*The problem*
Please return every line in the following data that includes the string "HandleMode".

*Stored data*
---
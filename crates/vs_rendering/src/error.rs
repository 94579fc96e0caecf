use thiserror::Error;

/// Render-side errors.
///
/// All of these are "resource unavailable" conditions: a drawer contains them
/// to the failing task and keeps running the rest of its queue.
#[derive(Debug, Error)]
pub enum RenderError {
    #[error("Surface unavailable: {0}")]
    SurfaceUnavailable(String),

    #[error("Resource unavailable: {0}")]
    ResourceUnavailable(String),

    #[error("Invalid geometry: {0}")]
    InvalidGeometry(String),

    #[error("Decode failed: {0}")]
    Decode(String),

    #[error("Encode failed: {0}")]
    Encode(String),
}

/// Render result alias.
pub type RenderResult<T = ()> = Result<T, RenderError>;
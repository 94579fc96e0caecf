use vs_rendering::Point;
use vs_settings::{HandleMode, Settings};

use crate::geometry::{self, StageTransform};
use crate::selection::MaskModel;
use crate::types::HandleDirection;

/// Rotation handle angle offset in degrees.
pub use vs_settings::defaults::DEFAULT_ROTATION_OFFSET_DEG;

/// Distance from the top edge to the rotation handle, in stage pixels.
pub const ROTATE_HANDLE_OFFSET_PX: f64 = 24.0;

/// An interactive handle placed around an owner box.
///
/// Positions are derived from the owner's mask model on every call; handles
/// keep no geometry of their own.
pub trait Handle: std::fmt::Debug {
    fn direction(&self) -> HandleDirection;

    /// Handle outline in stage coordinates.
    fn points(&self, owner: &MaskModel, stage: &StageTransform) -> Vec<Point>;

    /// Hit-test a stage point.
    fn is_contains_point(&self, owner: &MaskModel, stage: &StageTransform, screen: Point) -> bool {
        geometry::point_in_polygon(screen, &self.points(owner, stage))
    }

    /// Angle implied by the pointer position, in degrees.
    fn angle(&self, _owner: &MaskModel, _pointer: Point) -> f64 {
        0.0
    }

    fn is_active(&self) -> bool;
    fn set_active(&mut self, active: bool);
}

/// Resize handle on a corner or an edge.
#[derive(Debug, Clone)]
pub struct Transformer {
    direction: HandleDirection,
    size: f64,
    edge_tolerance: f64,
    active: bool,
}

impl Transformer {
    pub fn new(direction: HandleDirection, size: f64, edge_tolerance: f64) -> Self {
        Self {
            direction,
            size,
            edge_tolerance,
            active: false,
        }
    }

    fn anchor_stage(&self, owner: &MaskModel, stage: &StageTransform) -> Point {
        let (ux, uy) = self.direction.unit_offset();
        stage.world_to_stage(owner.anchor(ux, uy))
    }

    /// The edge segment in stage space, for edge handles.
    fn edge_segment(&self, owner: &MaskModel, stage: &StageTransform) -> Option<(Point, Point)> {
        let [tl, tr, br, bl] = owner.corners().map(|p| stage.world_to_stage(p));
        match self.direction {
            HandleDirection::Top => Some((tl, tr)),
            HandleDirection::Right => Some((tr, br)),
            HandleDirection::Bottom => Some((br, bl)),
            HandleDirection::Left => Some((bl, tl)),
            _ => None,
        }
    }

    /// New box for a drag of this handle to `pointer` (world).
    ///
    /// Works in the box's rotated frame; the anchor opposite the handle stays
    /// fixed, and dragging past it flips the box rather than inverting it.
    pub fn resize(&self, owner: &MaskModel, pointer: Point) -> MaskModel {
        let local = owner.to_local(pointer);
        let r = owner.local_rect();
        let (mut left, mut top, mut right, mut bottom) = (r.x, r.y, r.right(), r.bottom());

        let (ux, uy) = self.direction.unit_offset();
        if ux < 0.0 {
            left = local.x;
        } else if ux > 0.0 {
            right = local.x;
        }
        if uy < 0.0 {
            top = local.y;
        } else if uy > 0.0 {
            bottom = local.y;
        }

        let (left, right) = (left.min(right), left.max(right));
        let (top, bottom) = (top.min(bottom), top.max(bottom));
        let local_center = Point::new((left + right) / 2.0, (top + bottom) / 2.0);

        MaskModel {
            center: owner.to_world(local_center),
            width: right - left,
            height: bottom - top,
            angle: owner.angle,
        }
    }
}

impl Handle for Transformer {
    fn direction(&self) -> HandleDirection {
        self.direction
    }

    fn points(&self, owner: &MaskModel, stage: &StageTransform) -> Vec<Point> {
        geometry::square_around(self.anchor_stage(owner, stage), self.size, owner.angle)
    }

    fn is_contains_point(&self, owner: &MaskModel, stage: &StageTransform, screen: Point) -> bool {
        if geometry::point_in_polygon(screen, &self.points(owner, stage)) {
            return true;
        }
        match self.edge_segment(owner, stage) {
            Some((a, b)) => geometry::distance_to_segment(screen, a, b) <= self.edge_tolerance,
            None => false,
        }
    }

    fn is_active(&self) -> bool {
        self.active
    }

    fn set_active(&mut self, active: bool) {
        self.active = active;
    }
}

/// Rotation handle above the owner's top edge.
#[derive(Debug, Clone)]
pub struct RotationController {
    size: f64,
    offset_deg: f64,
    active: bool,
}

impl RotationController {
    pub fn new(size: f64, offset_deg: f64) -> Self {
        Self {
            size,
            offset_deg,
            active: false,
        }
    }

    pub fn offset_deg(&self) -> f64 {
        self.offset_deg
    }

    /// Handle center in stage coordinates.
    pub fn position(&self, owner: &MaskModel, stage: &StageTransform) -> Point {
        let lift = stage.stage_dist_to_world(ROTATE_HANDLE_OFFSET_PX);
        let top = Point::new(0.0, -owner.height / 2.0 - lift);
        stage.world_to_stage(owner.to_world(top))
    }
}

impl Default for RotationController {
    fn default() -> Self {
        Self::new(8.0, DEFAULT_ROTATION_OFFSET_DEG)
    }
}

impl Handle for RotationController {
    fn direction(&self) -> HandleDirection {
        HandleDirection::Rotate
    }

    fn points(&self, owner: &MaskModel, stage: &StageTransform) -> Vec<Point> {
        geometry::square_around(self.position(owner, stage), self.size, owner.angle)
    }

    /// Angle from the owner center to the pointer (world), plus the offset.
    fn angle(&self, owner: &MaskModel, pointer: Point) -> f64 {
        geometry::angle_deg(owner.center, pointer) + self.offset_deg
    }

    fn is_active(&self) -> bool {
        self.active
    }

    fn set_active(&mut self, active: bool) {
        self.active = active;
    }
}

/// The handles built around one owner.
#[derive(Debug, Default)]
pub struct TransformerSet {
    handles: Vec<Box<dyn Handle>>,
}

impl TransformerSet {
    /// Build handles for `mode`. Corners come before edges so they win overlaps.
    pub fn new(mode: HandleMode, rotation: Option<RotationController>, size: f64, edge_tolerance: f64) -> Self {
        let directions: &[HandleDirection] = match mode {
            HandleMode::Full => &[
                HandleDirection::TopLeft,
                HandleDirection::TopRight,
                HandleDirection::BottomRight,
                HandleDirection::BottomLeft,
                HandleDirection::Top,
                HandleDirection::Right,
                HandleDirection::Bottom,
                HandleDirection::Left,
            ],
            HandleMode::Corners => &HandleDirection::CORNERS,
            HandleMode::None => &[],
        };

        let mut handles: Vec<Box<dyn Handle>> = Vec::with_capacity(directions.len() + 1);
        if let Some(rotation) = rotation {
            handles.push(Box::new(rotation));
        }
        handles.extend(
            directions
                .iter()
                .map(|d| Box::new(Transformer::new(*d, size, edge_tolerance)) as Box<dyn Handle>),
        );
        Self { handles }
    }

    pub fn from_settings(settings: &Settings) -> Self {
        let rotation = settings
            .rotation_enabled
            .then(|| RotationController::new(settings.handle_size, settings.rotation_offset_deg));
        Self::new(
            settings.handle_mode,
            rotation,
            settings.handle_size,
            settings.edge_tolerance,
        )
    }

    pub fn handles(&self) -> &[Box<dyn Handle>] {
        &self.handles
    }

    pub fn handle(&self, direction: HandleDirection) -> Option<&dyn Handle> {
        self.handles
            .iter()
            .find(|h| h.direction() == direction)
            .map(|h| h.as_ref())
    }

    /// First handle containing `screen`.
    pub fn hit(&self, owner: &MaskModel, stage: &StageTransform, screen: Point) -> Option<HandleDirection> {
        self.handles
            .iter()
            .find(|h| h.is_contains_point(owner, stage, screen))
            .map(|h| h.direction())
    }

    /// Mark one handle active and the rest inactive. `None` deactivates all.
    pub fn activate(&mut self, direction: Option<HandleDirection>) {
        for h in &mut self.handles {
            let active = Some(h.direction()) == direction;
            h.set_active(active);
        }
    }

    pub fn active(&self) -> Option<HandleDirection> {
        self.handles
            .iter()
            .find(|h| h.is_active())
            .map(|h| h.direction())
    }

    /// Outline of every handle, for mask rendering.
    pub fn outlines(&self, owner: &MaskModel, stage: &StageTransform) -> Vec<Vec<Point>> {
        self.handles.iter().map(|h| h.points(owner, stage)).collect()
    }

    /// Resize `owner` by dragging `direction` to `pointer` (world).
    pub fn resize(&self, direction: HandleDirection, owner: &MaskModel, pointer: Point) -> Option<MaskModel> {
        if direction == HandleDirection::Rotate {
            return None;
        }
        self.handle(direction)?;
        Some(Transformer::new(direction, 0.0, 0.0).resize(owner, pointer))
    }

    /// Rotation angle for a pointer at `pointer` (world), if rotation is enabled.
    pub fn rotation_angle(&self, owner: &MaskModel, pointer: Point) -> Option<f64> {
        self.handle(HandleDirection::Rotate)
            .map(|h| h.angle(owner, pointer))
    }
}

#[cfg(test)]
mod tests {
    use super::*;

    fn owner() -> MaskModel {
        MaskModel {
            center: Point::new(50.0, 50.0),
            width: 40.0,
            height: 20.0,
            angle: 0.0,
        }
    }

    #[test]
    fn test_corner_handle_polygon_hit() {
        let stage = StageTransform::new(200, 200);
        let handle = Transformer::new(HandleDirection::TopLeft, 8.0, 0.0);
        // top-left corner at (30, 40)
        assert!(handle.is_contains_point(&owner(), &stage, Point::new(31.0, 41.0)));
        assert!(handle.is_contains_point(&owner(), &stage, Point::new(27.0, 37.0)));
        assert!(!handle.is_contains_point(&owner(), &stage, Point::new(35.0, 40.0)));
        assert!(!handle.is_contains_point(&owner(), &stage, Point::new(25.0, 45.0)));
    }

    #[test]
    fn test_rotated_corner_handle_hit() {
        let stage = StageTransform::new(200, 200);
        let mut rotated = owner();
        rotated.angle = 45.0;
        let handle = Transformer::new(HandleDirection::TopLeft, 8.0, 0.0);
        let corner = stage.world_to_stage(rotated.corners()[0]);
        // inside the diamond along its diagonal, outside an axis-aligned corner test
        assert!(handle.is_contains_point(&rotated, &stage, corner + Point::new(0.0, 5.0)));
        assert!(!handle.is_contains_point(&rotated, &stage, corner + Point::new(3.5, 3.5)));
    }

    #[test]
    fn test_edge_handle_uses_segment_distance() {
        let stage = StageTransform::new(200, 200);
        let handle = Transformer::new(HandleDirection::Top, 8.0, 3.0);
        assert!(handle.is_contains_point(&owner(), &stage, Point::new(35.0, 42.0)));
        assert!(!handle.is_contains_point(&owner(), &stage, Point::new(35.0, 45.0)));
    }

    #[test]
    fn test_resize_keeps_opposite_anchor() {
        let handle = Transformer::new(HandleDirection::BottomRight, 8.0, 0.0);
        let resized = handle.resize(&owner(), Point::new(90.0, 80.0));
        assert_eq!(resized.corners()[0], Point::new(30.0, 40.0));
        assert_eq!((resized.width, resized.height), (60.0, 40.0));

        let edge = Transformer::new(HandleDirection::Left, 8.0, 0.0);
        let resized = edge.resize(&owner(), Point::new(10.0, 999.0));
        assert_eq!((resized.width, resized.height), (60.0, 20.0));
        assert_eq!(resized.center, Point::new(40.0, 50.0));
    }

    #[test]
    fn test_resize_rotated_box() {
        let mut rotated = owner();
        rotated.angle = 90.0;
        let handle = Transformer::new(HandleDirection::Right, 8.0, 0.0);
        // local +x points down in world when rotated 90 degrees
        let resized = handle.resize(&rotated, Point::new(50.0, 90.0));
        assert!((resized.width - 60.0).abs() < 1e-9);
        assert!(resized.corners()[0].approx_eq(rotated.corners()[0], 1e-9));
    }

    #[test]
    fn test_rotation_angle_uses_offset() {
        let rotation = RotationController::new(8.0, DEFAULT_ROTATION_OFFSET_DEG);
        let angle = rotation.angle(&owner(), Point::new(50.0, 80.0));
        assert_eq!(angle, 90.0 + DEFAULT_ROTATION_OFFSET_DEG);

        let custom = RotationController::new(8.0, 10.0);
        assert_eq!(custom.angle(&owner(), Point::new(60.0, 50.0)), 10.0);
    }

    #[test]
    fn test_rotation_handle_sits_above_top_edge() {
        let stage = StageTransform::new(200, 200);
        let rotation = RotationController::default();
        let pos = rotation.position(&owner(), &stage);
        assert_eq!(pos, Point::new(50.0, 40.0 - ROTATE_HANDLE_OFFSET_PX));
    }

    #[test]
    fn test_set_from_settings() {
        let settings = Settings {
            handle_mode: HandleMode::Corners,
            ..Settings::default()
        };
        let set = TransformerSet::from_settings(&settings);
        assert_eq!(set.handles().len(), 5);
        let stage = StageTransform::new(200, 200);
        assert_eq!(set.hit(&owner(), &stage, Point::new(70.0, 60.0)), Some(HandleDirection::BottomRight));
        assert_eq!(set.hit(&owner(), &stage, Point::new(50.0, 50.0)), None);

        let none = TransformerSet::from_settings(&Settings {
            handle_mode: HandleMode::None,
            rotation_enabled: false,
            ..Settings::default()
        });
        assert!(none.handles().is_empty());
        assert!(none.rotation_angle(&owner(), Point::ZERO).is_none());
    }

    #[test]
    fn test_activate() {
        let mut set = TransformerSet::from_settings(&Settings::default());
        set.activate(Some(HandleDirection::Left));
        assert_eq!(set.active(), Some(HandleDirection::Left));
        set.activate(None);
        assert_eq!(set.active(), None);
    }
}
---
*Exercise solution*
use vs_settings::{HandleMode, Settings};
    pub fn new(mode: HandleMode, rotation: Option<RotationController>, size: f64, edge_tolerance: f64) -> Self {
            HandleMode::Full => &[
            HandleMode::Corners => &HandleDirection::CORNERS,
            HandleMode::None => &[],
            handle_mode: HandleMode::Corners,
            handle_mode: HandleMode::None,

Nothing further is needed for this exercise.